**** Entries provided ****

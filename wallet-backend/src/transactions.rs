//! Read-only projection of the library's transaction list.

use std::fs::File;
use std::io::Write;
use std::path::Path;

use chrono::{TimeZone, Utc};
use csv::Writer;
use serde::{Deserialize, Serialize};

use crate::amount::atomic_to_human;
use crate::errors::{WalletError, WalletResult};
use crate::wallet::WalletTransaction;

pub const CSV_HEADER: [&str; 6] = [
    "Date",
    "Block Height",
    "Transaction Hash",
    "Payment ID",
    "Amount",
    "balance",
];

/// One row of the transaction table.
///
/// Serialised as a 9-element array:
/// `[timestamp, hash, totalAmount, runningBalance, blockHeight, paymentID, index, fee, unlockTime]`.
#[derive(Debug, Clone, PartialEq, Eq, Serialize, Deserialize)]
pub struct TransactionRow(
    pub i64,
    pub String,
    pub i64,
    pub i64,
    pub u64,
    pub String,
    pub usize,
    pub u64,
    pub u64,
);

impl TransactionRow {
    pub fn timestamp(&self) -> i64 {
        self.0
    }

    pub fn hash(&self) -> &str {
        &self.1
    }

    pub fn total_amount(&self) -> i64 {
        self.2
    }

    pub fn running_balance(&self) -> i64 {
        self.3
    }

    pub fn block_height(&self) -> u64 {
        self.4
    }

    pub fn payment_id(&self) -> &str {
        &self.5
    }

    pub fn index(&self) -> usize {
        self.6
    }

    pub fn fee(&self) -> u64 {
        self.7
    }

    pub fn unlock_time(&self) -> u64 {
        self.8
    }
}

/// Walks a newest-first list, starting from `current_balance` and subtracting
/// each transaction's amount after emitting its row.
pub fn format_transactions(
    transactions: &[WalletTransaction],
    current_balance: i64,
) -> Vec<TransactionRow> {
    let mut balance = current_balance;
    transactions
        .iter()
        .enumerate()
        .map(|(index, tx)| {
            let row = TransactionRow(
                tx.timestamp,
                tx.hash.clone(),
                tx.total_amount,
                balance,
                tx.block_height,
                tx.payment_id.clone(),
                index,
                tx.fee,
                tx.unlock_time,
            );
            balance = balance.saturating_sub(tx.total_amount);
            row
        })
        .collect()
}

/// Field of a transaction the search looks at.
#[derive(Debug, Clone, Copy, PartialEq, Eq)]
pub enum SearchField {
    BlockHeight,
    Hash,
    PaymentId,
}

impl SearchField {
    pub const ALL: [SearchField; 3] = [
        SearchField::BlockHeight,
        SearchField::Hash,
        SearchField::PaymentId,
    ];

    fn value(&self, tx: &WalletTransaction) -> String {
        match self {
            SearchField::BlockHeight => tx.block_height.to_string(),
            SearchField::Hash => tx.hash.clone(),
            SearchField::PaymentId => tx.payment_id.clone(),
        }
    }
}

/// Transactions whose `field` contains `query`, ignoring case.
pub fn search_field(
    query: &str,
    transactions: &[WalletTransaction],
    field: SearchField,
) -> Vec<WalletTransaction> {
    let needle = query.to_uppercase();
    transactions
        .iter()
        .filter(|tx| field.value(tx).to_uppercase().contains(&needle))
        .cloned()
        .collect()
}

/// Union of the per-field matches.
///
/// Each field's matches are prepended to the accumulated list, so payment ID
/// matches come first, then hash matches, then block height matches. A
/// transaction matching several fields appears once per field.
pub fn transaction_search(query: &str, transactions: &[WalletTransaction]) -> Vec<WalletTransaction> {
    let mut results: Vec<WalletTransaction> = Vec::new();
    for field in SearchField::ALL {
        let mut matches = search_field(query, transactions, field);
        matches.extend(results);
        results = matches;
    }
    results
}

/// Date column of the CSV export.
pub fn format_timestamp(timestamp: i64) -> String {
    if timestamp == 0 {
        return "Unconfirmed".to_string();
    }
    match Utc.timestamp_opt(timestamp, 0).single() {
        Some(date) => date.format("%Y-%m-%d %H:%M:%S").to_string(),
        None => timestamp.to_string(),
    }
}

/// CSV records for `rows`, header first.
pub fn csv_records(rows: &[TransactionRow]) -> Vec<[String; 6]> {
    let header = CSV_HEADER.map(str::to_string);
    std::iter::once(header)
        .chain(rows.iter().map(|row| {
            [
                format_timestamp(row.timestamp()),
                row.block_height().to_string(),
                row.hash().to_string(),
                row.payment_id().to_string(),
                atomic_to_human(row.total_amount()),
                atomic_to_human(row.running_balance()),
            ]
        }))
        .collect()
}

/// Writes the six-column export to `writer`.
pub fn write_csv<W: Write>(writer: W, rows: &[TransactionRow]) -> WalletResult<()> {
    let mut writer = Writer::from_writer(writer);
    for record in csv_records(rows) {
        writer.write_record(&record)?;
    }
    writer.flush()?;
    Ok(())
}

pub fn export_csv(path: impl AsRef<Path>, rows: &[TransactionRow]) -> WalletResult<()> {
    let path = path.as_ref();
    if path.as_os_str().is_empty() {
        return Err(WalletError::StorageError(
            "Export path cannot be empty".to_string(),
        ));
    }
    let file = File::create(path)?;
    write_csv(file, rows)
}

#[cfg(test)]
mod tests {
    use super::*;

    fn tx(hash: &str, amount: i64, height: u64, payment_id: &str) -> WalletTransaction {
        WalletTransaction {
            timestamp: 1_600_000_000,
            hash: hash.to_string(),
            total_amount: amount,
            block_height: height,
            payment_id: payment_id.to_string(),
            fee: 1_000,
            unlock_time: 0,
            is_fusion: false,
        }
    }

    #[test]
    fn running_balance_walks_backwards_from_total() {
        let txs = vec![
            tx("c", -200, 30, ""),
            tx("b", 500, 20, ""),
            tx("a", 1_000, 10, ""),
        ];
        let rows = format_transactions(&txs, 1_300);
        let balances: Vec<i64> = rows.iter().map(TransactionRow::running_balance).collect();
        assert_eq!(balances, vec![1_300, 1_500, 1_000]);

        for (i, row) in rows.iter().enumerate() {
            let prior: i64 = txs[..i].iter().map(|t| t.total_amount).sum();
            assert_eq!(row.running_balance(), 1_300 - prior);
            assert_eq!(row.index(), i);
        }
    }

    #[test]
    fn row_serialises_as_nine_tuple() {
        let rows = format_transactions(&[tx("ab", 5, 7, "pid")], 5);
        let json = serde_json::to_value(&rows[0]).unwrap();
        assert_eq!(
            json,
            serde_json::json!([1_600_000_000, "ab", 5, 5, 7, "pid", 0, 1_000, 0])
        );
    }

    #[test]
    fn search_prepends_later_fields_and_keeps_duplicates() {
        let txs = vec![
            tx("ABC123", 1, 5, ""),
            tx("ffff", 1, 123, ""),
            tx("0000", 1, 9, "xx123yy"),
        ];
        let results = transaction_search("123", &txs);
        let hashes: Vec<&str> = results.iter().map(|t| t.hash.as_str()).collect();
        assert_eq!(hashes, vec!["0000", "ABC123", "ffff"]);

        let dupes = transaction_search("abc", &[tx("abc", 1, 1, "ABC")]);
        assert_eq!(dupes.len(), 2);
    }

    #[test]
    fn search_is_case_insensitive() {
        let txs = vec![tx("DeadBeef", 1, 1, "")];
        assert_eq!(transaction_search("deadbeef", &txs).len(), 1);
        assert!(transaction_search("cafe", &txs).is_empty());
    }

    #[test]
    fn csv_amounts_are_decimal_shifted() {
        let rows = format_transactions(&[tx("h", 123_456_789, 42, "p")], 223_456_789);
        let mut out = Vec::new();
        write_csv(&mut out, &rows).unwrap();
        let text = String::from_utf8(out).unwrap();
        let mut lines = text.lines();
        assert_eq!(
            lines.next().unwrap(),
            "Date,Block Height,Transaction Hash,Payment ID,Amount,balance"
        );
        assert_eq!(
            lines.next().unwrap(),
            "2020-09-13 12:26:40,42,h,p,1.23456789,2.23456789"
        );
    }

    #[test]
    fn unconfirmed_timestamp_and_quoting() {
        assert_eq!(format_timestamp(0), "Unconfirmed");

        let mut row = tx("h", 1, 1, "a,b");
        row.timestamp = 0;
        let rows = format_transactions(&[row, tx("say \"hi\"", 1, 1, "")], 2);
        let mut out = Vec::new();
        write_csv(&mut out, &rows).unwrap();
        let text = String::from_utf8(out).unwrap();
        let lines: Vec<&str> = text.lines().collect();
        assert_eq!(lines[1], "Unconfirmed,1,h,\"a,b\",0.00000001,0.00000002");
        assert!(lines[2].contains(",\"say \"\"hi\"\"\",,"));
    }
}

****

- Instructions to follow
Copy out, exactly and alone, the lines of the entries above between the ones holding "balance = balance.saturating_sub(tx.total_amount);" and "the CSV export.", inclusive.

- Result
            balance = balance.saturating_sub(tx.total_amount);
            row
        })
        .collect()
}

/// Field of a transaction the search looks at.
#[derive(Debug, Clone, Copy, PartialEq, Eq)]
pub enum SearchField {
    BlockHeight,
    Hash,
    PaymentId,
}

impl SearchField {
    pub const ALL: [SearchField; 3] = [
        SearchField::BlockHeight,
        SearchField::Hash,
        SearchField::PaymentId,
    ];

    fn value(&self, tx: &WalletTransaction) -> String {
        match self {
            SearchField::BlockHeight => tx.block_height.to_string(),
            SearchField::Hash => tx.hash.clone(),
            SearchField::PaymentId => tx.payment_id.clone(),
        }
    }
}

/// Transactions whose `field` contains `query`, ignoring case.
pub fn search_field(
    query: &str,
    transactions: &[WalletTransaction],
    field: SearchField,
) -> Vec<WalletTransaction> {
    let needle = query.to_uppercase();
    transactions
        .iter()
        .filter(|tx| field.value(tx).to_uppercase().contains(&needle))
        .cloned()
        .collect()
}

/// Union of the per-field matches.
///
/// Each field's matches are prepended to the accumulated list, so payment ID
/// matches come first, then hash matches, then block height matches. A
/// transaction matching several fields appears once per field.
pub fn transaction_search(query: &str, transactions: &[WalletTransaction]) -> Vec<WalletTransaction> {
    let mut results: Vec<WalletTransaction> = Vec::new();
    for field in SearchField::ALL {
        let mut matches = search_field(query, transactions, field);
        matches.extend(results);
        results = matches;
    }
    results
}

/// Date column of the CSV export.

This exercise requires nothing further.